Das dort übliche kostenpflichtige Bieten führt zu überhöhten Kaufpreisen. Außerdem gehen viele Bieter trotz hohen Kosten leer aus. Auch die Angebote für unterlegene Bieter sind nach den Erfahrungen der Verbraucherzentrale überteuert.
Die
Verbraucherzentrale Nordrhein-Westfalen warnt vor Anbietern sogenannter "Erlebnisauktionen". Ins Visier der Verbraucherschützer sind Dealstreet, Idasworld, Hammerdeal, Snipster, Swoopo und Vipauktion geraten. Dreh- und Angelpunkt der Kritik ist, dass im Vergleich zu anderen Onlineauktionen wie
Ebay oder
Hood das Bieten nicht kostenlos ist, sondern zwischen 10 und 50 Cent kostet.
Das Geschäftsmodell aller Anbieter bestehe darin, dass tausende Angebote ins Leere gehen können, so die Verbraucherschützer. Es handle sich daher mehr um eine Art Glücksspiel als um eine gezielte und vom Kaufinteressenten kontrollierbare Auktion. An Dealstreet, Idasworld, Snipster und Swoopo kritisieren sie zudem, dass das zeitliche Ende einer Auktion zwar angekündigt wird, aber jedes Gebot den Schluss um bis zu 20 Sekunden hinausschiebt. Obwohl Schnäppchenjägern beispielsweise bei Swoopo die Einblendung "Ende in wenigen Sekunden" entgegenflimmere, könne die Versteigerung noch über Stunden weiterlaufen. "Käufer werden so verführt, aufs angepeilte Produkt nicht nur einmal, sondern zehn-, oder auch 500-mal zu steigern. Sie können dafür umgerechnet fünf oder 250 Euro investieren - und dennoch leer ausgehen", so die Verbraucherzentrale.

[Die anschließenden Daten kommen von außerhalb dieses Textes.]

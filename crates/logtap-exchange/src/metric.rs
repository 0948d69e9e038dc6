use std::sync::atomic::{AtomicBool, AtomicI64, Ordering};

use logtap_types::{DeliveryStatus, Message};

use crate::{Consumer, ExchangeError, ProducerInfo};

/// Named numeric aggregate over a message stream
///
/// Reads never take a lock and may run concurrently with fan-out.
pub trait Metric: Consumer {
    fn value(&self) -> i64;
}

type UpdateFn = dyn Fn(i64, &Message, DeliveryStatus) -> i64 + Send + Sync;

/// Metric whose value is derived from (previous value, message, status)
pub struct AtomicMetric {
    name: String,
    value: AtomicI64,
    stopped: AtomicBool,
    update: Box<UpdateFn>,
}

impl AtomicMetric {
    pub fn new<F>(name: impl Into<String>, initial: i64, update: F) -> Self
    where
        F: Fn(i64, &Message, DeliveryStatus) -> i64 + Send + Sync + 'static,
    {
        Self {
            name: name.into(),
            value: AtomicI64::new(initial),
            stopped: AtomicBool::new(false),
            update: Box::new(update),
        }
    }

    /// Running count of notifications matching `predicate`
    pub fn counter<P>(name: impl Into<String>, predicate: P) -> Self
    where
        P: Fn(&Message, DeliveryStatus) -> bool + Send + Sync + 'static,
    {
        Self::new(name, 0, move |count, message, status| {
            if predicate(message, status) {
                count.saturating_add(1)
            } else {
                count
            }
        })
    }

    /// Reset the value, e.g. between test phases
    pub fn reset(&self, value: i64) {
        self.value.store(value, Ordering::SeqCst);
    }
}

impl Metric for AtomicMetric {
    fn value(&self) -> i64 {
        self.value.load(Ordering::SeqCst)
    }
}

impl Consumer for AtomicMetric {
    fn is_stopped(&self) -> bool {
        self.stopped.load(Ordering::SeqCst)
    }

    fn stop(&self) -> bool {
        !self.stopped.swap(true, Ordering::SeqCst)
    }

    fn message_received(
        &self,
        message: &Message,
        status: DeliveryStatus,
        _producer: &ProducerInfo,
    ) -> Result<(), ExchangeError> {
        if self.is_stopped() {
            return Err(ExchangeError::Stopped { what: "metric" });
        }
        // The closure may run more than once under contention; updates are pure
        let _ = self
            .value
            .fetch_update(Ordering::SeqCst, Ordering::SeqCst, |prev| {
                Some((self.update)(prev, message, status))
            });
        Ok(())
    }

    fn name(&self) -> &str {
        &self.name
    }
}

impl std::fmt::Debug for AtomicMetric {
    fn fmt(&self, f: &mut std::fmt::Formatter<'_>) -> std::fmt::Result {
        f.debug_struct("AtomicMetric")
            .field("name", &self.name)
            .field("value", &self.value())
            .field("stopped", &self.is_stopped())
            .finish()
    }
}

#[cfg(test)]
mod tests {
    use super::*;
    use crate::Producer;
    use logtap_types::MessageIds;
    use std::sync::Arc;

    #[test]
    fn test_counter_counts_matching_statuses() {
        let producer = Producer::new("test");
        let accepted = Arc::new(AtomicMetric::counter("accepted", |_, status| {
            status == DeliveryStatus::Accepted
        }));
        producer.register(accepted.clone());

        let ids = MessageIds::new();
        for _ in 0..3 {
            let incoming = Message::new(vec!["x".to_string()], &ids).unwrap();
            producer.notify(&incoming, DeliveryStatus::Incoming);
            let done = incoming.finalize(DeliveryStatus::Accepted, &ids).unwrap();
            producer.notify(&done, DeliveryStatus::Accepted);
        }

        assert_eq!(accepted.value(), 3);
        assert_eq!(Consumer::name(&*accepted), "accepted");
    }

    #[test]
    fn test_custom_update_uses_previous_value() {
        let lines = AtomicMetric::new("lines", 10, |prev, message, _| {
            prev + message.lines().len() as i64
        });
        let ids = MessageIds::new();
        let message = Message::new(vec!["a".into(), "b".into()], &ids).unwrap();
        let producer = Producer::new("test");

        lines
            .message_received(&message, DeliveryStatus::Incoming, producer.info())
            .unwrap();
        assert_eq!(lines.value(), 12);

        lines.reset(0);
        assert_eq!(lines.value(), 0);
    }

    #[test]
    fn test_stopped_metric_rejects_notifications() {
        let metric = AtomicMetric::counter("all", |_, _| true);
        assert!(metric.stop());
        assert!(!metric.stop());

        let ids = MessageIds::new();
        let message = Message::new(vec!["a".into()], &ids).unwrap();
        let producer = Producer::new("test");
        assert!(
            metric
                .message_received(&message, DeliveryStatus::Accepted, producer.info())
                .is_err()
        );
        assert_eq!(metric.value(), 0);
    }
}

Die Tester beobachteten unter anderem, wie bei Dealstreet mehr als 700 Gebote von einem einzigen Kunden auf ein iPhone abgegeben wurden. Ein anderer Bieter mühte sich rund tausendmal, um bei Swoopo ein Notebook zu kaufen.
Aufgrund der Geboteflut kassieren die Betreiber oft deutlich mehr als den üblichen Produktpreis. Idasworld, Swoopo und Snipster etwa, rechnen die Düsseldorfer Verbraucherschützer vor, bringen es in der Spitze auf mehr als das Dreifache der gängigen Preise der versteigerten Notebooks und Spielekonsolen. Dealstreet schafft als Einnahme bei einem Handy gar das Fünffache des eigenen Vergleichspreises.
Auch die Trostangebote der Portalbetreiber für leer ausgegangene Bieter, denen die verpassten Produkte zum Direktkauf angeboten werden, sind nichts für echte Schnäppchenjäger. Alle 40 so angebotenen und von der Verbraucherzentrale verglichenen Direktkaufartikel waren teurer als bei anderen Onlineshops. Beim Konsolenspiel Pro Evolution Soccer 2010 beispielsweise ließ sich gegenüber dem Dealstreet-Preis ein Drittel sparen, und ein Fernseher kostete bei Swoopo mit Versand 1015 Euro, in anderen Webshops dagegen nur 830 Euro.